• What you are asked to do:
Between the line containing "fn ancestors(&self, start: &VersionId)" and the line containing "an empty store" lies a run of lines; give that run again exactly, with both of those lines, and nothing else from the entries below.

-------- Data for the task --------

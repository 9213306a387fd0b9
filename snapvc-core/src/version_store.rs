//! Immutable version storage
//!
//! The store is append-only apart from [`VersionStore::discard`], which the
//! head writer uses to roll back a version whose branch CAS was lost.

use crate::clock::Clock;
use crate::error::{Result, VcsError};
use crate::object::{NewVersion, Version, VersionId};
use serde::{Deserialize, Serialize};
use std::collections::{BTreeMap, HashMap, HashSet, VecDeque};
use std::sync::Arc;
use tokio::sync::RwLock;

#[derive(Default)]
struct StoreInner {
    versions: HashMap<VersionId, Version>,
    /// content_id -> last allocated version number
    counters: HashMap<String, u64>,
    /// content_id -> version ids in commit order
    by_content: HashMap<String, Vec<VersionId>>,
}

impl StoreInner {
    fn lookup(&self, id: &VersionId) -> Result<&Version> {
        self.versions
            .get(id)
            .ok_or_else(|| VcsError::not_found("Version", id))
    }

    /// Every version reachable from `start` through either parent link,
    /// including `start` itself
    fn ancestors(&self, start: &VersionId) -> Result<HashSet<VersionId>> {
        let mut seen = HashSet::new();
        let mut queue = VecDeque::from([*start]);
        while let Some(id) = queue.pop_front() {
            if !seen.insert(id) {
                continue;
            }
            let version = self.lookup(&id)?;
            queue.extend(version.parents());
        }
        Ok(seen)
    }
}

/// One page of a restartable history walk
#[derive(Debug, Clone, Serialize, Deserialize)]
pub struct HistoryPage {
    pub versions: Vec<Version>,
    /// Cursor for the next page; None when the walk reached the first version
    pub next: Option<VersionId>,
}

/// Owner of all [`Version`] records
pub struct VersionStore {
    inner: Arc<RwLock<StoreInner>>,
    clock: Arc<dyn Clock>,
}

impl VersionStore {
    /// Create an empty store
    pub fn new(clock: Arc<dyn Clock>) -> Self {
        Self {
            inner: Arc::new(RwLock::new(StoreInner::default())),
            clock,
        }
    }

    /// Rebuild a store from persisted versions and counters
    pub fn from_parts(
        clock: Arc<dyn Clock>,
        versions: Vec<Version>,
        counters: BTreeMap<String, u64>,
    ) -> Self {
        let mut inner = StoreInner::default();
        let mut ordered = versions;
        ordered.sort_by(|a, b| {
            (&a.content_id, a.version_number).cmp(&(&b.content_id, b.version_number))
        });
        for version in ordered {
            let last = inner.counters.entry(version.content_id.clone()).or_insert(0);
            *last = (*last).max(version.version_number);
            inner
                .by_content
                .entry(version.content_id.clone())
                .or_default()
                .push(version.version_id);
            inner.versions.insert(version.version_id, version);
        }
        // Counters may be ahead of the surviving versions (discarded numbers)
        for (content_id, counter) in counters {
            let last = inner.counters.entry(content_id).or_insert(0);
            *last = (*last).max(counter);
        }

        Self {
            inner: Arc::new(RwLock::new(inner)),
            clock,
        }
    }

    /// Store a new version and allocate its number
    ///
    /// Both parents must already exist within the same content item. The
    /// branch head is not touched here.
    pub async fn commit(&self, draft: NewVersion) -> Result<Version> {
        let mut inner = self.inner.write().await;

        for parent in draft.parent_version_id.iter().chain(draft.merge_parent_id.iter()) {
            let version = inner.lookup(parent)?;
            if version.content_id != draft.content_id {
                return Err(VcsError::Validation(format!(
                    "parent {} belongs to content {}, not {}",
                    parent, version.content_id, draft.content_id
                )));
            }
        }

        let counter = inner.counters.entry(draft.content_id.clone()).or_insert(0);
        *counter += 1;
        let version_number = *counter;

        let version = Version::new(draft, version_number, self.clock.now());
        inner
            .by_content
            .entry(version.content_id.clone())
            .or_default()
            .push(version.version_id);
        inner.versions.insert(version.version_id, version.clone());

        tracing::debug!(
            content_id = %version.content_id,
            version = version_number,
            id = %version.version_id.short(),
            "Stored version"
        );
        Ok(version)
    }

    /// Drop a version that never became reachable from a branch head
    pub async fn discard(&self, id: &VersionId) {
        let mut inner = self.inner.write().await;
        if let Some(version) = inner.versions.remove(id) {
            if let Some(ids) = inner.by_content.get_mut(&version.content_id) {
                ids.retain(|v| v != id);
            }
            tracing::debug!(id = %id.short(), "Discarded unreachable version");
        }
    }

    /// Get a version by id
    pub async fn get(&self, id: &VersionId) -> Result<Version> {
        self.inner.read().await.lookup(id).cloned()
    }

    /// Get a version, requiring it to belong to `content_id`
    pub async fn get_for_content(&self, content_id: &str, id: &VersionId) -> Result<Version> {
        let inner = self.inner.read().await;
        match inner.versions.get(id) {
            Some(version) if version.content_id == content_id => Ok(version.clone()),
            _ => Err(VcsError::not_found("Version", id)),
        }
    }

    /// Whether `id` is a version of `content_id`
    pub async fn contains(&self, content_id: &str, id: &VersionId) -> bool {
        self.inner
            .read()
            .await
            .versions
            .get(id)
            .is_some_and(|v| v.content_id == content_id)
    }

    /// Every version reachable from `id` through either parent link,
    /// `id` included
    pub async fn ancestors(&self, id: &VersionId) -> Result<HashSet<VersionId>> {
        self.inner.read().await.ancestors(id)
    }

    /// Check whether a content item has any committed version
    pub async fn has_versions(&self, content_id: &str) -> bool {
        self.inner
            .read()
            .await
            .by_content
            .get(content_id)
            .is_some_and(|ids| !ids.is_empty())
    }

    /// All content items with at least one version, sorted
    pub async fn content_ids(&self) -> Vec<String> {
        let inner = self.inner.read().await;
        let mut ids: Vec<String> = inner
            .by_content
            .iter()
            .filter(|(_, versions)| !versions.is_empty())
            .map(|(content_id, _)| content_id.clone())
            .collect();
        ids.sort();
        ids
    }

    /// Walk first-parent links from `head`, newest first
    pub async fn history(&self, head: &VersionId) -> Result<Vec<Version>> {
        let page = self.history_page(head, None, usize::MAX).await?;
        Ok(page.versions)
    }

    /// Restartable history walk
    ///
    /// With `after` set, the page starts at the parent of that version, so
    /// the `next` cursor of one page resumes the walk where it stopped. A
    /// cursor that is not on `head`'s first-parent chain is `NotFound`.
    pub async fn history_page(
        &self,
        head: &VersionId,
        after: Option<VersionId>,
        limit: usize,
    ) -> Result<HistoryPage> {
        if limit == 0 {
            return Err(VcsError::Validation("history limit must be positive".into()));
        }
        let inner = self.inner.read().await;

        let mut cursor = Some(*head);
        if let Some(after) = after {
            loop {
                let Some(id) = cursor else {
                    return Err(VcsError::not_found("Version", after));
                };
                cursor = inner.lookup(&id)?.parent_version_id;
                if id == after {
                    break;
                }
            }
        }
        let mut versions = Vec::new();
        while let Some(id) = cursor {
            if versions.len() == limit {
                break;
            }
            let version = inner.lookup(&id)?;
            cursor = version.parent_version_id;
            versions.push(version.clone());
        }

        let next = match (cursor, versions.last()) {
            (Some(_), Some(last)) => Some(last.version_id),
            _ => None,
        };
        Ok(HistoryPage { versions, next })
    }

    /// Nearest common ancestor of two versions
    ///
    /// "Nearest" is the shared ancestor with the highest version number.
    pub async fn merge_base(&self, a: &VersionId, b: &VersionId) -> Result<Option<VersionId>> {
        let inner = self.inner.read().await;
        let from_a = inner.ancestors(a)?;
        let from_b = inner.ancestors(b)?;

        let mut best: Option<&Version> = None;
        for id in from_a.intersection(&from_b) {
            let candidate = inner.lookup(id)?;
            if best.is_none_or(|current| candidate.version_number > current.version_number) {
                best = Some(candidate);
            }
        }
        Ok(best.map(|v| v.version_id))
    }

    /// Whether `ancestor` is reachable from `descendant` (or equal to it)
    pub async fn is_ancestor(&self, ancestor: &VersionId, descendant: &VersionId) -> Result<bool> {
        let inner = self.inner.read().await;
        Ok(inner.ancestors(descendant)?.contains(ancestor))
    }

    /// Copy out every version and counter for persistence
    pub async fn export(&self) -> (Vec<Version>, BTreeMap<String, u64>) {
        let inner = self.inner.read().await;
        let mut versions: Vec<Version> = inner.versions.values().cloned().collect();
        versions.sort_by(|a, b| {
            (&a.content_id, a.version_number).cmp(&(&b.content_id, b.version_number))
        });
        let counters = inner
            .counters
            .iter()
            .map(|(k, v)| (k.clone(), *v))
            .collect();
        (versions, counters)
    }
}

--------

• Solution for this problem:
    fn ancestors(&self, start: &VersionId) -> Result<HashSet<VersionId>> {
        let mut seen = HashSet::new();
        let mut queue = VecDeque::from([*start]);
        while let Some(id) = queue.pop_front() {
            if !seen.insert(id) {
                continue;
            }
            let version = self.lookup(&id)?;
            queue.extend(version.parents());
        }
        Ok(seen)
    }
}

/// One page of a restartable history walk
#[derive(Debug, Clone, Serialize, Deserialize)]
pub struct HistoryPage {
    pub versions: Vec<Version>,
    /// Cursor for the next page; None when the walk reached the first version
    pub next: Option<VersionId>,
}

/// Owner of all [`Version`] records
pub struct VersionStore {
    inner: Arc<RwLock<StoreInner>>,
    clock: Arc<dyn Clock>,
}

impl VersionStore {
    /// Create an empty store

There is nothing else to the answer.